Work Text:
Felicity looks up from the computer virus she’s writing to see it’s 4:45 pm.
“Shit shit shit.” She dives for her bag and drags out the tea light and lighter she’d barely remembered to throw in there this morning.
Felicity doesn’t observe Shabbat every week, because, well, she works 100 hours a week trying to keep her boys alive and kicking, but also because she’s just not that religious. But Mom calls once a week, and just this once, Felicity would rather not lie when she asks if Felicity had observed Shabbat like a good girl. Felicity’s feeling pretty proud of herself, actually. She observed, like, half of the High Holidays this year. Well. Mostly observed. She hadn't done as well with the other holidays. She couldn’t very well sit around during Passover while people were being executed on live television.
She likes to think God is understanding about that kind of thing.
“Baruch ato Adonoy,” she murmurs into her palms, riding out the vague embarrassment of her shitty pronunciation. The rest of the Hebrew words spill out clumsily, hot breath reflected back onto her face by her hands.
Mom was an Orthodox-turned-Reform woman. When she was 21, she married a blue-eyed Methodist musician and moved across the country. Dad left them a few years later, his guitar slung over his shoulder, and Mom threw herself--and Felicity--into religion with a renewed and bitter fervor. Felicity has memories of her mother murmuring prayers with her teeth clenched, sounding like she was cursing someone.
The memory of Mom's pursed mouth makes Felicity bite her lip and sigh. If she’s going to do this, she might as well do this.
So. Hey God. How’s it going. Long time no see. Or talk, rather, seeing as I don’t see you in the whole literal sense. So to speak. Um, if you’re feeling like doling out favors, I’d very much appreciate if you kept my friends from dying this week. Or any time soon, in fact. We’d like to keep catching bad guys and helping people. Hope you’re down with that. Also sorry in advance for coding on Shabbat, but it’s totally going to save lives in the long haul, I promise.
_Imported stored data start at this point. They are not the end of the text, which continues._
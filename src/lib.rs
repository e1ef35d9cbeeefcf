//! Geekmarks hub - authenticated RPC over a single WebSocket, shared by
//! many UI surfaces.
//!
//! The crate provides the privileged half of the Geekmarks browser
//! extension: the one process that holds the user's token, keeps the
//! WebSocket to the server alive and lets unprivileged surfaces use it.
//!
//! # Architecture
//!
//! - **RPC connection** - request/response correlation over one WebSocket,
//!   with an outgoing queue and reconnect-on-demand
//! - **RPC client** - typed Geekmarks operations on top of the connection
//! - **Hub** - page registry and relay, runs the event loop
//! - **Bridge** - id-correlated calls from a surface through the hub
//! - **Auth** - token storage and the OAuth code exchange
//!
//! # Modules
//!
//! - [`rpc`] - connection, client and call table
//! - [`hub`] - extension hub, ports and page contexts
//! - [`bridge`] - bridge port for surfaces
//! - [`auth`] / [`credentials`] - login and token storage
//! - [`config`] - configuration loading/saving

// Library modules
pub mod auth;
pub mod bridge;
pub mod hub;
pub mod protocol;
pub mod rpc;
pub mod ws;

pub mod config;
pub mod credentials;
pub mod env;

// Re-export commonly used types
pub use auth::{AuthError, ClientFactory};
pub use bridge::BridgePort;
pub use config::Config;
pub use hub::{ExtensionHub, HubError, HubHandle, PageTarget};
pub use protocol::{Request, Response, TabInfo};
pub use rpc::{RpcCall, RpcClient, RpcConnection, RpcError};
And, y’know, if you wanted to send the Messiah soon, that’d be cool.
But mostly, protect Oliver. Protect John. Protect Roy. Protect Sara.
Felicity leans into her palms and breathes out the sudden impulse to beg.
“Felicity?”
Felicity yelps, flails, and nearly falls down before she realizes it’s Oliver.
“Hi.”
“Hi.” He looks concerned, but then it’s hard to tell with his mask and hood still on.
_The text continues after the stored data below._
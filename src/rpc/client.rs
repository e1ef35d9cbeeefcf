//! Typed facade over [`RpcConnection`].
//!
//! Each method is exactly one `send()`: no caching, no retries. A non-200
//! status comes back as `Ok(Response)` for the caller to interpret.

use std::time::Duration;

use tokio::sync::watch;

use super::call::{BookmarkData, LeafPolicy, NewTag, RpcCall, TagUpdate};
use super::connection::{ConnectionState, PendingResponse, RpcConnection};
use super::RpcError;
use crate::config::Config;
use crate::protocol::Response;

/// Authenticated client for the bookmark service.
#[derive(Debug, Clone)]
pub struct RpcClient {
    conn: RpcConnection,
}

impl RpcClient {
    /// Wrap an existing connection.
    pub fn new(conn: RpcConnection) -> Self {
        Self { conn }
    }

    /// Connect to the configured server with `token`.
    pub fn open(config: &Config, token: &str) -> Self {
        Self::new(RpcConnection::open(config, token))
    }

    /// Submit an operation. The request is enqueued before this returns.
    pub fn call(&self, call: &RpcCall) -> PendingResponse {
        log::debug!("[RpcClient] {}", call.func_name());
        self.conn.send(call.to_request())
    }

    /// Like [`call`](Self::call), but gives up after `limit`.
    ///
    /// The connection keeps retrying in the background; only this caller
    /// stops waiting.
    pub async fn call_with_timeout(
        &self,
        call: &RpcCall,
        limit: Duration,
    ) -> Result<Response, RpcError> {
        tokio::time::timeout(limit, self.call(call))
            .await
            .map_err(|_| RpcError::Timeout(limit))?
    }

    /// Whole tag tree.
    pub async fn get_tags_tree(&self) -> Result<Response, RpcError> {
        self.call(&RpcCall::GetTagsTree).await
    }

    /// One tag by path or id.
    pub async fn get_tag(&self, tag: impl Into<String>) -> Result<Response, RpcError> {
        self.call(&RpcCall::GetTag { tag: tag.into() }).await
    }

    /// Tags matching `pattern`.
    pub async fn get_tags_by_pattern(
        &self,
        pattern: impl Into<String>,
        allow_new: bool,
    ) -> Result<Response, RpcError> {
        self.call(&RpcCall::GetTagsByPattern {
            pattern: pattern.into(),
            allow_new,
        })
        .await
    }

    /// Create a tag under `parent`.
    pub async fn add_tag(
        &self,
        parent: impl Into<String>,
        data: NewTag,
    ) -> Result<Response, RpcError> {
        self.call(&RpcCall::AddTag {
            parent: parent.into(),
            data,
        })
        .await
    }

    /// Update a tag.
    pub async fn update_tag(
        &self,
        tag: impl Into<String>,
        data: TagUpdate,
    ) -> Result<Response, RpcError> {
        self.call(&RpcCall::UpdateTag {
            tag: tag.into(),
            data,
        })
        .await
    }

    /// Delete a tag.
    pub async fn delete_tag(
        &self,
        tag: impl Into<String>,
        policy: LeafPolicy,
    ) -> Result<Response, RpcError> {
        self.call(&RpcCall::DeleteTag {
            tag: tag.into(),
            policy,
        })
        .await
    }

    /// Bookmarks tagged with all of `tag_ids`.
    pub async fn get_tagged_bookmarks(&self, tag_ids: Vec<u64>) -> Result<Response, RpcError> {
        self.call(&RpcCall::GetTaggedBookmarks { tag_ids }).await
    }

    /// Bookmarks for `url`.
    pub async fn get_bookmarks_by_url(&self, url: impl Into<String>) -> Result<Response, RpcError> {
        self.call(&RpcCall::GetBookmarksByUrl { url: url.into() })
            .await
    }

    /// One bookmark.
    pub async fn get_bookmark_by_id(&self, id: u64) -> Result<Response, RpcError> {
        self.call(&RpcCall::GetBookmarkById { id }).await
    }

    /// Create a bookmark.
    pub async fn add_bookmark(&self, data: BookmarkData) -> Result<Response, RpcError> {
        self.call(&RpcCall::AddBookmark { data }).await
    }

    /// Update a bookmark.
    pub async fn update_bookmark(&self, id: u64, data: BookmarkData) -> Result<Response, RpcError> {
        self.call(&RpcCall::UpdateBookmark { id, data }).await
    }

    /// Delete a bookmark.
    pub async fn delete_bookmark(&self, id: u64) -> Result<Response, RpcError> {
        self.call(&RpcCall::DeleteBookmark { id }).await
    }

    /// See [`RpcConnection::on_connected`].
    pub fn on_connected<F>(&self, invoke_if_connected: bool, callback: F)
    where
        F: FnMut() + Send + 'static,
    {
        self.conn.on_connected(invoke_if_connected, callback);
    }

    /// Current connection state.
    pub fn state(&self) -> ConnectionState {
        self.conn.state()
    }

    /// Subscribe to connection state changes.
    pub fn subscribe_state(&self) -> watch::Receiver<ConnectionState> {
        self.conn.subscribe_state()
    }

    /// Underlying connection.
    pub fn connection(&self) -> &RpcConnection {
        &self.conn
    }

    /// Shut the connection down.
    pub fn close(&self) {
        self.conn.close();
    }
}

#[cfg(test)]
mod tests {
    use super::*;
    use crate::config::ReconnectConfig;
    use crate::protocol::{Method, QueryValue, Request};
    use crate::rpc::connection::ConnectionOptions;
    use crate::rpc::transport::memory::{MemoryConnector, MemoryServerConn};
    use serde_json::json;
    use std::sync::Arc;
    use tokio::sync::mpsc;

    fn client() -> (RpcClient, mpsc::UnboundedReceiver<MemoryServerConn>) {
        let (connector, accept_rx) = MemoryConnector::new();
        let options = ConnectionOptions {
            pacing_delay: None,
            reconnect: ReconnectConfig {
                auto_reconnect: false,
                ..ReconnectConfig::default()
            },
        };
        let conn = RpcConnection::new(Arc::new(connector), options);
        (RpcClient::new(conn), accept_rx)
    }

    #[tokio::test]
    async fn test_each_call_is_one_request() {
        let (client, mut accept_rx) = client();

        let c = client.clone();
        let task = tokio::spawn(async move { c.get_tags_by_pattern("wor", true).await });
        let mut server = accept_rx.recv().await.unwrap();

        let text = server.from_client.recv().await.unwrap();
        let req: Request = serde_json::from_str(&text).unwrap();
        assert_eq!(req.method, Method::Get);
        assert_eq!(req.values["allow_new"], QueryValue::from("1"));
        server
            .to_client
            .send(json!({"id": req.id, "status": 200, "body": [{"path": "/work"}]}).to_string())
            .unwrap();

        let resp = task.await.unwrap().unwrap();
        assert_eq!(resp.body[0]["path"], "/work");
        assert!(server.from_client.try_recv().is_err());
    }

    #[tokio::test]
    async fn test_application_error_is_data() {
        let (client, mut accept_rx) = client();
        let pending = client.call(&RpcCall::DeleteBookmark { id: 5 });
        let mut server = accept_rx.recv().await.unwrap();

        let text = server.from_client.recv().await.unwrap();
        let req: Request = serde_json::from_str(&text).unwrap();
        assert_eq!(req.path, "/bookmarks/5");
        server
            .to_client
            .send(json!({"id": req.id, "status": 403, "body": {"message": "forbidden"}}).to_string())
            .unwrap();

        let resp = pending.await.unwrap();
        assert_eq!(resp.status, 403);
        assert_eq!(resp.body["message"], "forbidden");
    }

    #[tokio::test(start_paused = true)]
    async fn test_call_with_timeout_gives_up_on_unreachable_server() {
        let (connector, _accept_rx) = MemoryConnector::new();
        connector.set_refuse(true);
        let conn = RpcConnection::new(Arc::new(connector), ConnectionOptions::default());
        let client = RpcClient::new(conn);

        let result = client
            .call_with_timeout(&RpcCall::GetTagsTree, Duration::from_secs(30))
            .await;
        assert!(matches!(result, Err(RpcError::Timeout(limit)) if limit == Duration::from_secs(30)));
        client.close();
    }
}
“Did you—” Felicity voice comes out rough. She clears her throat. “Did you get the info you needed out of whats-his-name?”
“Yes.” Oliver tips back the hood and removes his mask. Yep, definitely concerned-face. “Are you okay?”
“I’m fine.” Felicity supposes she must have looked rather dramatic, standing in the candlelight with her head in her hands. She flaps a hand at the candle. “I was praying. It’s a thing.”
Oliver looks taken aback. It’s nice to surprise him for once. “I didn’t realize you were religious.”
“I’m…lapsed. Ish. Sometimes. I—”
But she doesn’t actually want to talk about Mom right now, and it's impossible to explain her long, weird relationship to her religion without talking about Mom. Oliver’s got one hand wrapped around the strap of his quiver, obviously waiting to strip out of his leathers but too polite to do it while she’s talking to him.
“Go change,” she says and makes a shooing gesture. “You’re tired.”
But he doesn’t go. He looks at her curiously. “What do you pray for?”
Felicity snorts. “You. Obviously.”
Oliver does the thing where he frowns with his mouth and smiles with his eyes.
“Well. Thank you,” he says formally.
Felicity feels kind of strange and embarrassed to be thanked for something she rarely does and probably does poorly, at that.
“Yeah,” she says, because she can't think of anything else.
“I’ll let you get back to it.” And he turns to go, the quiver lifted up and over his head as he turns.
“Yeah."
She turns back to the flame and watches it flicker, listens to the rustle of his leathers coming off, tries not to fixate on the soft grunt of pain he makes.
Protect Oliver. Protect John. Protect Roy. Protect Sara.
She makes it into a mantra of sorts, and feels her embarrassment fade away the longer she repeats it.